In answer to the question posed in the post title, I think it’s probably too early to suggest the boom is over. As we can see from the chart below domestic tourism expenditure in the region remains well above the levels seen just a few years ago. Nevertheless, it is also clear that we have come well off the peaks seen earlier this year. A few more quarters of data should confirm one way or the other but I would certainly want to see TTNQ making some moves to address the significant decline in the TNQ domestic market which has come as total domestic tourism numbers nation-wide hit new record highs.

International Visitors Survey is more good news for TNQ

Tourism continues to be a bright star in the economic firmament of Queensland, and TNQ in particular.
International visitors to the state were up 13.1% for the year to Sept 2016; better than the national average of 11.5%. Even better, the growth into the Tropical North Queensland region was higher still at 16%. This takes us to a new high for the region and we now sit 1.3% above the previous high seen in June 2006. When combined with booming domestic tourism numbers we are seeing the industry having its best spell for many years.

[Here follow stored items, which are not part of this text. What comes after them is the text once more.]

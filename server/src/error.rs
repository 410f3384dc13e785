use std::io;

#[derive(thiserror::Error, Debug)]
pub enum SnapshotError {
    #[error("io error, {0}")]
    Io(#[from] io::Error),

    #[error("bad file magic: {0:#018x}")]
    BadMagic(u64),

    #[error("unsupported snapshot version: {0}")]
    UnsupportedVersion(u8),

    #[error("checksum mismatch, expected {expected:#010x}, got {actual:#010x}")]
    ChecksumMismatch { expected: u32, actual: u32 },

    #[error("malformed batch, {0}")]
    Malformed(String),

    #[error("unexpected eof reading snapshot")]
    UnexpectedEof,
}

impl From<jute::JuteError> for SnapshotError {
    fn from(e: jute::JuteError) -> Self {
        SnapshotError::Malformed(e.to_string())
    }
}
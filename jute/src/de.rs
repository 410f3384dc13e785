use bytes::{Buf, Bytes};

use crate::error::JuteError;
use crate::JuteDeserialize;

pub struct Deserializer {
    buf: Bytes,
}

impl Deserializer {
    pub fn from_buf(buf: Bytes) -> Self {
        Deserializer { buf }
    }

    pub fn remaining(&self) -> usize {
        self.buf.remaining()
    }

    fn ensure(&self, need: usize) -> Result<(), JuteError> {
        if self.buf.remaining() < need {
            return Err(JuteError::UnexpectedEof {
                need,
                remaining: self.buf.remaining(),
            });
        }
        Ok(())
    }

    pub fn read_bool(&mut self) -> Result<bool, JuteError> {
        self.ensure(1)?;
        match self.buf.get_u8() {
            0x0 => Ok(false),
            0x1 => Ok(true),
            b => Err(JuteError::InvalidBool(b)),
        }
    }

    pub fn read_i32(&mut self) -> Result<i32, JuteError> {
        self.ensure(4)?;
        Ok(self.buf.get_i32())
    }

    pub fn read_i64(&mut self) -> Result<i64, JuteError> {
        self.ensure(8)?;
        Ok(self.buf.get_i64())
    }

    pub fn read_u32(&mut self) -> Result<u32, JuteError> {
        self.ensure(4)?;
        Ok(self.buf.get_u32())
    }

    pub fn read_u64(&mut self) -> Result<u64, JuteError> {
        self.ensure(8)?;
        Ok(self.buf.get_u64())
    }

    fn read_len(&mut self) -> Result<usize, JuteError> {
        let len = self.read_i32()?;
        if len < 0 {
            return Err(JuteError::InvalidLength(len));
        }
        let len = len as usize;
        self.ensure(len)?;
        Ok(len)
    }

    pub fn read_string(&mut self) -> Result<String, JuteError> {
        let len = self.read_len()?;
        let raw = self.buf.copy_to_bytes(len);
        Ok(String::from_utf8(raw.to_vec())?)
    }

    pub fn read_buffer(&mut self) -> Result<Vec<u8>, JuteError> {
        let len = self.read_len()?;
        Ok(self.buf.copy_to_bytes(len).to_vec())
    }

    /// Count prefix of a vector; the caller deserializes the elements.
    pub fn read_vec_len(&mut self) -> Result<usize, JuteError> {
        let len = self.read_i32()?;
        if len < 0 {
            return Err(JuteError::InvalidLength(len));
        }
        Ok(len as usize)
    }

    pub fn read_vec<T: JuteDeserialize>(&mut self) -> Result<Vec<T>, JuteError> {
        let len = self.read_vec_len()?;
        let mut out = Vec::with_capacity(len.min(1024));
        for _ in 0..len {
            out.push(T::deserialize(self)?);
        }
        Ok(out)
    }
}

Domestic tourism is by far and away the more important for the region bringing in 2 million visitors compared to 876,000 from overseas (domestic data is up to June 2016; the Sept 2016 data is due for release in a fortnight). Domestic tourists spend some $2.3 billion in the region while the international visitors spend just over $1.1 billion.

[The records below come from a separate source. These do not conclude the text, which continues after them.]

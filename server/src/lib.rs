//! Core of a ZooKeeper-compatible coordination service replicated with Raft:
//! snapshot persistence for the in-memory tables and the per-node commit
//! processor that orders client requests on top of the consensus log.

pub mod error;
pub mod processor;
pub mod queue;
pub mod request;
pub mod settings;
pub mod snapshot;
pub mod store;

Even more dramatic is the rate of growth in the domestic sector. Visitor numbers are up 13.6% for the year with expenditure up 24%. Domestic visitor numbers to the region are now close to record highs after a slight dip from the March quarter.

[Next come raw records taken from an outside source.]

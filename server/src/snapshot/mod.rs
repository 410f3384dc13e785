//! Snapshot object files: `SnapHead | version | (len|crc|body)* | SnapTail |
//! checksum`. One file holds one logical collection; a full snapshot is a set
//! of such files.

mod batch;
mod checksum;
mod file;
mod serialize;

pub use batch::{BatchType, SnapshotBatchBody};
pub use checksum::{get_crc32, update_checksum};
pub use file::{SnapshotReader, SnapshotWriter, SNAPSHOT_BATCH_HEADER_SIZE};
pub use serialize::{
    load_snapshot_object, serialize_acls, serialize_ephemerals, serialize_int_map,
    serialize_sessions, serialize_string_map,
};

use std::fmt;

pub const MAGIC_SNAPSHOT_HEAD: [u8; 8] = *b"SnapHead";
pub const MAGIC_SNAPSHOT_TAIL: [u8; 8] = *b"SnapTail";

pub fn is_file_header(magic: u64) -> bool {
    magic == u64::from_le_bytes(MAGIC_SNAPSHOT_HEAD)
}

pub fn is_file_tail(magic: u64) -> bool {
    magic == u64::from_le_bytes(MAGIC_SNAPSHOT_TAIL)
}

#[repr(u8)]
#[derive(Debug, Clone, Copy, PartialEq, Eq)]
pub enum SnapshotVersion {
    V0 = 0,
    V1 = 1,
    V2 = 2,
    V3 = 3,
    None = 255,
}

impl SnapshotVersion {
    pub fn from_u8(v: u8) -> Option<SnapshotVersion> {
        match v {
            0 => Some(SnapshotVersion::V0),
            1 => Some(SnapshotVersion::V1),
            2 => Some(SnapshotVersion::V2),
            3 => Some(SnapshotVersion::V3),
            255 => Some(SnapshotVersion::None),
            _ => None,
        }
    }

    /// V2 and later carry the self-describing batch body; V0/V1 carry the
    /// legacy protobuf-framed item batch.
    pub fn uses_batch_body(&self) -> bool {
        matches!(self, SnapshotVersion::V2 | SnapshotVersion::V3)
    }
}

impl fmt::Display for SnapshotVersion {
    fn fmt(&self, f: &mut fmt::Formatter<'_>) -> fmt::Result {
        let s = match self {
            SnapshotVersion::V0 => "v0",
            SnapshotVersion::V1 => "v1",
            SnapshotVersion::V2 => "v2",
            SnapshotVersion::V3 => "v3",
            SnapshotVersion::None => "none",
        };
        write!(f, "{}", s)
    }
}
//! ZooKeeper binary convention: big-endian integers, strings and buffers
//! length-prefixed by an `i32`, vectors count-prefixed by an `i32`.

mod de;
mod error;
mod ser;

pub use de::Deserializer;
pub use error::JuteError;
pub use ser::Serializer;

pub type Buffer = Vec<u8>;

pub trait JuteSerialize {
    fn serialize(&self, out: &mut Serializer);
}

pub trait JuteDeserialize: Sized {
    fn deserialize(input: &mut Deserializer) -> Result<Self, JuteError>;
}

/// Serialize a single record into a frozen buffer.
pub fn to_buffer<T: JuteSerialize>(value: &T) -> bytes::Bytes {
    let mut s = Serializer::new();
    value.serialize(&mut s);
    s.into_buffer()
}

/// Deserialize a single record, requiring the buffer to be fully consumed.
pub fn from_buffer<T: JuteDeserialize>(buf: bytes::Bytes) -> Result<T, JuteError> {
    let mut d = Deserializer::from_buf(buf);
    let value = T::deserialize(&mut d)?;
    if d.remaining() != 0 {
        return Err(JuteError::TrailingBytes(d.remaining()));
    }
    Ok(value)
}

International growth has been solid (visitors up 16% with expenditure increasing 11.7%) which when combined with the domestic sector is seeing the region’s tourism industry having its best spell for many years.
Within the international market Chinese visitors continue to grow very strongly. Visitors from China now account for a record high of 14.7% of all international visitors to the country, and an even higher 25% of all visitors to TNQ.
Chinese visitor numbers to TNQ grew by over 32% for the year to Sept. But the growth hasn’t been limited to China. We’ve also seen solid growth from the more “traditional” markets of the US (up 23.6%) and Japan (up 27.8%). Clearly this growth from Japan is very welcome but, as the chart below makes clear, numbers remain well below those we saw in the heydays of 2004 and 2005.
Indeed it’s worth noting that despite the exponential growth in visitations from China they are yet to reach the heights we saw from Japan over a decade ago.

A decade ago another significant market for the region was the UK. Unfortunately we have seen very little recovery from that market since the gradual declines seen from the GFC through to 2012 (up just 1.9% this year). Back in 2003 the UK accounted for over 14% Australia’s visitors; today that has fallen to 9%.
While the domestic sector has reached new highs in terms of visitor numbers and share of the market, the international sector is only slowly making up lost ground when we consider its share of the total international visitor market in Australia.
A decade ago over 17% of all international visitors were coming to TNQ; today that rate is still below 12% (although it has recovered from lows close to 11%). To put that loss of market share into some context; had TNQ maintained a 17% share of the total Australian international market our international visitor numbers for the year to Sept 2016 would have been over 1.2 million instead of the actual 876,000. These are enormous differences and give us some idea of how much more can be done to improve the region’s performance in the international market.
If the domestic market gains continue, and we can be more successful tapping into the growth in the international sector (in particular into some of the non-Chinese markets) then the future for the industry in the region looks rosy indeed.